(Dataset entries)

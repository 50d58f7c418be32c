// Chart catalog - validated chart slot specifications per view
use crate::domain::aggregation::{Grouping, QuartileMethod, Reducer};
use crate::domain::chart::{ChartKind, ChartSpec, Computation, LabelStrategy, SeriesSelection, SeriesSpec};
use crate::domain::classification::{MeasurementType, PlotType};
use crate::domain::view::{SlotDirectory, View};
use crate::infrastructure::config::{ChartConfig, ChartsConfig, SelectConfig};
use std::collections::HashSet;
use thiserror::Error;

#[derive(Debug, Error, PartialEq)]
pub enum CatalogError {
    #[error("chart {chart}: unknown view '{value}'")]
    UnknownView { chart: String, value: String },
    #[error("chart {chart}: unknown kind '{value}'")]
    UnknownKind { chart: String, value: String },
    #[error("chart {chart}: unknown statistic '{value}'")]
    UnknownStatistic { chart: String, value: String },
    #[error("chart {chart}: unknown grouping '{value}'")]
    UnknownGrouping { chart: String, value: String },
    #[error("chart {chart}: statistic '{statistic}' requires a grouping")]
    MissingGrouping { chart: String, statistic: String },
    #[error("chart {chart}: unknown measurement type '{value}'")]
    UnknownMeasurement { chart: String, value: String },
    #[error("chart {chart}: unknown plot type '{value}'")]
    UnknownPlotType { chart: String, value: String },
    #[error("chart {chart}: unknown label strategy '{value}'")]
    UnknownLabelStrategy { chart: String, value: String },
    #[error("chart {chart}: unknown quartile method '{value}'")]
    UnknownQuartileMethod { chart: String, value: String },
    #[error("duplicate chart id '{0}'")]
    DuplicateChart(String),
}

#[derive(Debug, Clone, Default)]
pub struct ChartCatalog {
    charts: Vec<ChartSpec>,
}

impl ChartCatalog {
    pub fn new(charts: Vec<ChartSpec>) -> Self {
        Self { charts }
    }

    pub fn from_config(config: &ChartsConfig) -> Result<Self, CatalogError> {
        let mut seen = HashSet::new();
        let mut charts = Vec::with_capacity(config.charts.len());

        for chart in &config.charts {
            if !seen.insert(chart.id.as_str()) {
                return Err(CatalogError::DuplicateChart(chart.id.clone()));
            }
            charts.push(parse_chart(chart)?);
        }

        Ok(Self { charts })
    }

    pub fn get(&self, id: &str) -> Option<&ChartSpec> {
        self.charts.iter().find(|c| c.id == id)
    }

    /// Chart specs shown by a view, in catalog order
    pub fn specs_for(&self, view: View) -> impl Iterator<Item = &ChartSpec> {
        self.charts.iter().filter(move |c| c.view == view)
    }
}

impl SlotDirectory for ChartCatalog {
    fn slots_for(&self, view: View) -> Vec<String> {
        self.specs_for(view).map(|c| c.id.clone()).collect()
    }
}

fn parse_chart(chart: &ChartConfig) -> Result<ChartSpec, CatalogError> {
    let view = chart.view.parse::<View>().map_err(|value| CatalogError::UnknownView {
        chart: chart.id.clone(),
        value,
    })?;

    let kind = match chart.kind.as_str() {
        "line" => ChartKind::Line,
        "bar" => ChartKind::Bar,
        "box" => ChartKind::Box,
        "heatmap" => ChartKind::Heatmap,
        "pie" => ChartKind::Pie,
        other => {
            return Err(CatalogError::UnknownKind {
                chart: chart.id.clone(),
                value: other.to_string(),
            });
        }
    };

    let computation = parse_computation(chart)?;

    let selection = if !chart.series.is_empty() {
        SeriesSelection::Columns(
            chart
                .series
                .iter()
                .map(|s| SeriesSpec {
                    column: s.column.clone(),
                    label: s.label.clone(),
                    color: s.color.clone(),
                })
                .collect(),
        )
    } else if let Some(select) = &chart.select {
        parse_select(&chart.id, select)?
    } else {
        SeriesSelection::AllColumns
    };

    Ok(ChartSpec {
        id: chart.id.clone(),
        title: chart.title.clone(),
        view,
        kind,
        computation,
        selection,
        x_label: chart.x_label.clone(),
        y_label: chart.y_label.clone(),
        legend_title: chart.legend_title.clone(),
        palette: chart.palette.clone(),
    })
}

fn parse_computation(chart: &ChartConfig) -> Result<Computation, CatalogError> {
    let reducer = match chart.statistic.as_str() {
        "mean" => Reducer::Mean,
        "sum" => Reducer::Sum,
        "distribution" => {
            let quartiles = match chart.quartile_method.as_deref() {
                None | Some("linear") => QuartileMethod::Linear,
                Some("exclusive") => QuartileMethod::Exclusive,
                Some(other) => {
                    return Err(CatalogError::UnknownQuartileMethod {
                        chart: chart.id.clone(),
                        value: other.to_string(),
                    });
                }
            };
            return Ok(Computation::Distribution { quartiles });
        }
        "correlation" => return Ok(Computation::Correlation),
        "column_types" => return Ok(Computation::ColumnTypes),
        other => {
            return Err(CatalogError::UnknownStatistic {
                chart: chart.id.clone(),
                value: other.to_string(),
            });
        }
    };

    let grouping = match chart.grouping.as_deref() {
        Some("hour") => Grouping::Hour,
        Some("month") => Grouping::Month,
        Some("plot_measurement") => Grouping::PlotMeasurement,
        Some(other) => {
            return Err(CatalogError::UnknownGrouping {
                chart: chart.id.clone(),
                value: other.to_string(),
            });
        }
        None => {
            return Err(CatalogError::MissingGrouping {
                chart: chart.id.clone(),
                statistic: chart.statistic.clone(),
            });
        }
    };

    Ok(Computation::Aggregate { grouping, reducer })
}

fn parse_select(chart: &str, select: &SelectConfig) -> Result<SeriesSelection, CatalogError> {
    let measurement = select
        .measurement
        .as_deref()
        .map(|m| {
            m.parse::<MeasurementType>()
                .map_err(|value| CatalogError::UnknownMeasurement {
                    chart: chart.to_string(),
                    value,
                })
        })
        .transpose()?;

    let plot_types = select
        .plot_types
        .iter()
        .map(|p| {
            p.parse::<PlotType>().map_err(|value| CatalogError::UnknownPlotType {
                chart: chart.to_string(),
                value,
            })
        })
        .collect::<Result<Vec<_>, _>>()?;

    let label_by = match select.label_by.as_str() {
        "plot_type" => LabelStrategy::PlotType,
        "station" => LabelStrategy::Station,
        other => {
            return Err(CatalogError::UnknownLabelStrategy {
                chart: chart.to_string(),
                value: other.to_string(),
            });
        }
    };

    Ok(SeriesSelection::Auto {
        measurement,
        plot_types,
        label_by,
    })
}

#[cfg(test)]
mod tests {
    use super::*;
    use crate::infrastructure::config::parse_charts_config;

    fn catalog(toml: &str) -> Result<ChartCatalog, CatalogError> {
        ChartCatalog::from_config(&parse_charts_config(toml).unwrap())
    }

    #[test]
    fn test_shipped_catalog_is_valid() {
        let toml = std::fs::read_to_string(concat!(env!("CARGO_MANIFEST_DIR"), "/config/charts.toml")).unwrap();
        let catalog = catalog(&toml).unwrap();

        assert_eq!(
            catalog.slots_for(View::Temperature),
            vec!["temperature-comparison", "hourly-temperature", "monthly-temperature"]
        );
        assert_eq!(
            catalog.slots_for(View::ExecutiveSummary),
            vec!["rainfall-trend", "environmental-conditions", "summary-statistics"]
        );
        assert_eq!(catalog.slots_for(View::Environment).len(), 3);
        assert_eq!(catalog.slots_for(View::Energy).len(), 3);
        assert!(catalog.slots_for(View::Overview).is_empty());
        assert!(catalog.slots_for(View::Conclusion).is_empty());

        let rainfall = catalog.get("rainfall-trend").unwrap();
        assert_eq!(
            rainfall.computation,
            Computation::Aggregate {
                grouping: Grouping::Month,
                reducer: Reducer::Mean
            }
        );
        assert_eq!(rainfall.y_label.as_deref(), Some("Avg Rainfall (mm)"));

        let irradiance = catalog.get("irradiance-comparison").unwrap();
        assert_eq!(
            irradiance.computation,
            Computation::Distribution {
                quartiles: QuartileMethod::Exclusive
            }
        );
        let humidity = catalog.get("humidity-comparison").unwrap();
        assert_eq!(
            humidity.computation,
            Computation::Distribution {
                quartiles: QuartileMethod::Linear
            }
        );
    }

    #[test]
    fn test_auto_selection() {
        let catalog = catalog(
            r#"
            [[charts]]
            id = "environmental-conditions"
            title = "Environmental Conditions by Plot Type"
            view = "executive"
            kind = "bar"
            statistic = "mean"
            grouping = "plot_measurement"
            select = { plot_types = ["agrivoltaic", "control", "ground_pv"] }
            "#,
        )
        .unwrap();

        let spec = catalog.get("environmental-conditions").unwrap();
        assert_eq!(
            spec.selection,
            SeriesSelection::Auto {
                measurement: None,
                plot_types: vec![PlotType::Agrivoltaic, PlotType::Control, PlotType::GroundPv],
                label_by: LabelStrategy::PlotType,
            }
        );
    }

    #[test]
    fn test_rejects_invalid_charts() {
        let base = |extra: &str| {
            format!(
                "[[charts]]\nid = \"c\"\ntitle = \"C\"\nview = \"energy\"\nkind = \"line\"\n{}",
                extra
            )
        };

        assert!(matches!(
            catalog(&base("statistic = \"mean\"\n")),
            Err(CatalogError::MissingGrouping { .. })
        ));
        assert!(matches!(
            catalog(&base("statistic = \"median\"\n")),
            Err(CatalogError::UnknownStatistic { .. })
        ));
        assert!(matches!(
            catalog(&base("statistic = \"mean\"\ngrouping = \"week\"\n")),
            Err(CatalogError::UnknownGrouping { .. })
        ));
        assert!(matches!(
            catalog(&base("statistic = \"distribution\"\nselect = { measurement = \"wind\" }\n")),
            Err(CatalogError::UnknownMeasurement { .. })
        ));
        assert!(matches!(
            catalog(&base("statistic = \"distribution\"\nquartile_method = \"tukey\"\n")),
            Err(CatalogError::UnknownQuartileMethod { .. })
        ));

        let duplicate = format!("{}{}", base("statistic = \"correlation\"\n"), base("statistic = \"correlation\"\n"));
        assert_eq!(catalog(&duplicate).unwrap_err(), CatalogError::DuplicateChart("c".to_string()));

        let bad_view = "[[charts]]\nid = \"c\"\ntitle = \"C\"\nview = \"settings\"\nkind = \"line\"\nstatistic = \"sum\"\n";
        assert!(matches!(catalog(bad_view), Err(CatalogError::UnknownView { .. })));
    }
}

### WHAT TO DO
Look for the string "derive" in the records, and copy every line where it is found.

### FINAL ANSWER
#[derive(Debug, Error, PartialEq)]
#[derive(Debug, Clone, Default)]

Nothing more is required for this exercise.